Trying to estimate the cost of this is not straightforward, but if 50,000 wells are drilled each year worldwide, ranging in day-cost from USD 135,000 on land to USD 450,000 for a semisubmersible, or a drillship at USD 1 million, then the average daily cost could be approximately USD 250,000. For wells that encounter trouble, the average time lost per well is probably approximately 6 days, which would give average downtime costs of USD 1.5 million for each well. Stuck drillstrings are one of the major contributors to drilling downtime, and a common cause of sticking downhole is a failed centralizer. A conservative estimate is that, annually, 400 wells worldwide (less than 1% of active drilling operations) are affected by centralizer problems, at a probable cost of 400 times USD 1.5 million, or USD 0.6 billion.

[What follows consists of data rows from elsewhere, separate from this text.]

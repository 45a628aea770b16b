pub mod logging;

pub use logging::{init_tracing, LogFormat};
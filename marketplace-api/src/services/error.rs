use marketplace_core::error::AppError;
use thiserror::Error;

use crate::services::store::StoreError;
use crate::services::stripe::GatewayError;

#[derive(Error, Debug)]
pub enum MarketplaceError {
    #[error("Invalid token")]
    InvalidToken,

    #[error("Forbidden")]
    Forbidden,

    #[error("{0}")]
    NotFound(String),

    #[error("{0}")]
    Conflict(String),

    #[error("{0}")]
    BadRequest(String),

    #[error("Payment gateway error: {0}")]
    PaymentGateway(#[from] GatewayError),

    #[error("Store error: {0}")]
    Store(#[from] StoreError),

    /// The payment was recorded but its booking could not be marked paid.
    #[error("Payment {payment_id} recorded but booking {booking_id} was not settled")]
    ConsistencyGap {
        payment_id: String,
        booking_id: String,
        #[source]
        source: StoreError,
    },

    #[error("Internal server error: {0}")]
    Internal(#[from] anyhow::Error),
}

impl From<MarketplaceError> for AppError {
    fn from(err: MarketplaceError) -> Self {
        match err {
            MarketplaceError::InvalidToken | MarketplaceError::Forbidden => AppError::forbidden(),
            MarketplaceError::NotFound(msg) => AppError::NotFound(anyhow::anyhow!(msg)),
            MarketplaceError::Conflict(msg) => AppError::Conflict(anyhow::anyhow!(msg)),
            MarketplaceError::BadRequest(msg) => AppError::BadRequest(anyhow::anyhow!(msg)),
            MarketplaceError::PaymentGateway(e) => AppError::BadGateway(e.to_string()),
            MarketplaceError::Store(StoreError::Duplicate(what)) => {
                AppError::Conflict(anyhow::anyhow!("Already exists: {}", what))
            }
            MarketplaceError::Store(StoreError::Backend(e)) => AppError::DatabaseError(e),
            MarketplaceError::ConsistencyGap {
                payment_id,
                booking_id,
                source,
            } => {
                tracing::error!(
                    payment_id = %payment_id,
                    booking_id = %booking_id,
                    error = %source,
                    "Payment recorded without booking settlement"
                );
                AppError::InternalError(anyhow::anyhow!(
                    "Payment {} was recorded but booking {} is not yet marked paid",
                    payment_id,
                    booking_id
                ))
            }
            MarketplaceError::Internal(e) => AppError::InternalError(e),
        }
    }
}

impl From<StoreError> for AppError {
    fn from(err: StoreError) -> Self {
        MarketplaceError::Store(err).into()
    }
}

#[cfg(test)]
mod tests {
    use super::*;
    use axum::http::StatusCode;
    use axum::response::IntoResponse;

    fn status_of(err: MarketplaceError) -> StatusCode {
        AppError::from(err).into_response().status()
    }

    #[test]
    fn duplicate_key_is_a_conflict() {
        let err = MarketplaceError::Store(StoreError::Duplicate("email a@x.com".into()));
        assert_eq!(status_of(err), StatusCode::CONFLICT);
    }

    #[test]
    fn backend_failure_is_a_server_error() {
        let err = MarketplaceError::Store(StoreError::Backend(anyhow::anyhow!("down")));
        assert_eq!(status_of(err), StatusCode::INTERNAL_SERVER_ERROR);
    }

    #[test]
    fn invalid_token_is_forbidden() {
        assert_eq!(status_of(MarketplaceError::InvalidToken), StatusCode::FORBIDDEN);
    }

    #[test]
    fn gateway_failure_is_bad_gateway() {
        let err = MarketplaceError::PaymentGateway(GatewayError::NotConfigured);
        assert_eq!(status_of(err), StatusCode::BAD_GATEWAY);
    }
}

With downtime attributed to centralization problems reaching that amount, industry improvement in this area is essential. Centralizers are relatively cheap, but when they fail because of damage, breakage, or simply getting stuck in hole due to insufficient fitting at the correct intervals, then they assume a consequential cost out of proportion to their price. Losses at this level would not be tolerated in other industries, such as the automotive, marine, or aeronautical industries. Why should the oil industry be different?
Most centralizer failures are caused by using an incorrect unit for the job. Every day someone, somewhere, is pulling casing and leaving debris in the hole for the simple reason that the wrong type of centralizer was used. The oil industry seems surprisingly tolerant of these failures.
Centralizers since the early 1950s have been of multipart design and construction, being either welded or interlocked and having hinges and pins to hold them together. That design has remained largely unchanged to this day. With vertical wells, this type of construction is ideal as the string is in tension and no radial loads are applied. However, these units were oversized to the borehole, had high start and drag forces, and were weak in restoring force. This type of centralizer is still a regular choice in the industry but it is the single largest contributor to downtime and overspend.
As the industry developed, and well trajectories and types changed, the demands on centralizer technology increased. Some wells now have extremely close tolerance casings, some are under-reamed, and many are horizontal. The gravity effects on casings in angular and horizontal wellbores have made radial and axial forces crucial factors.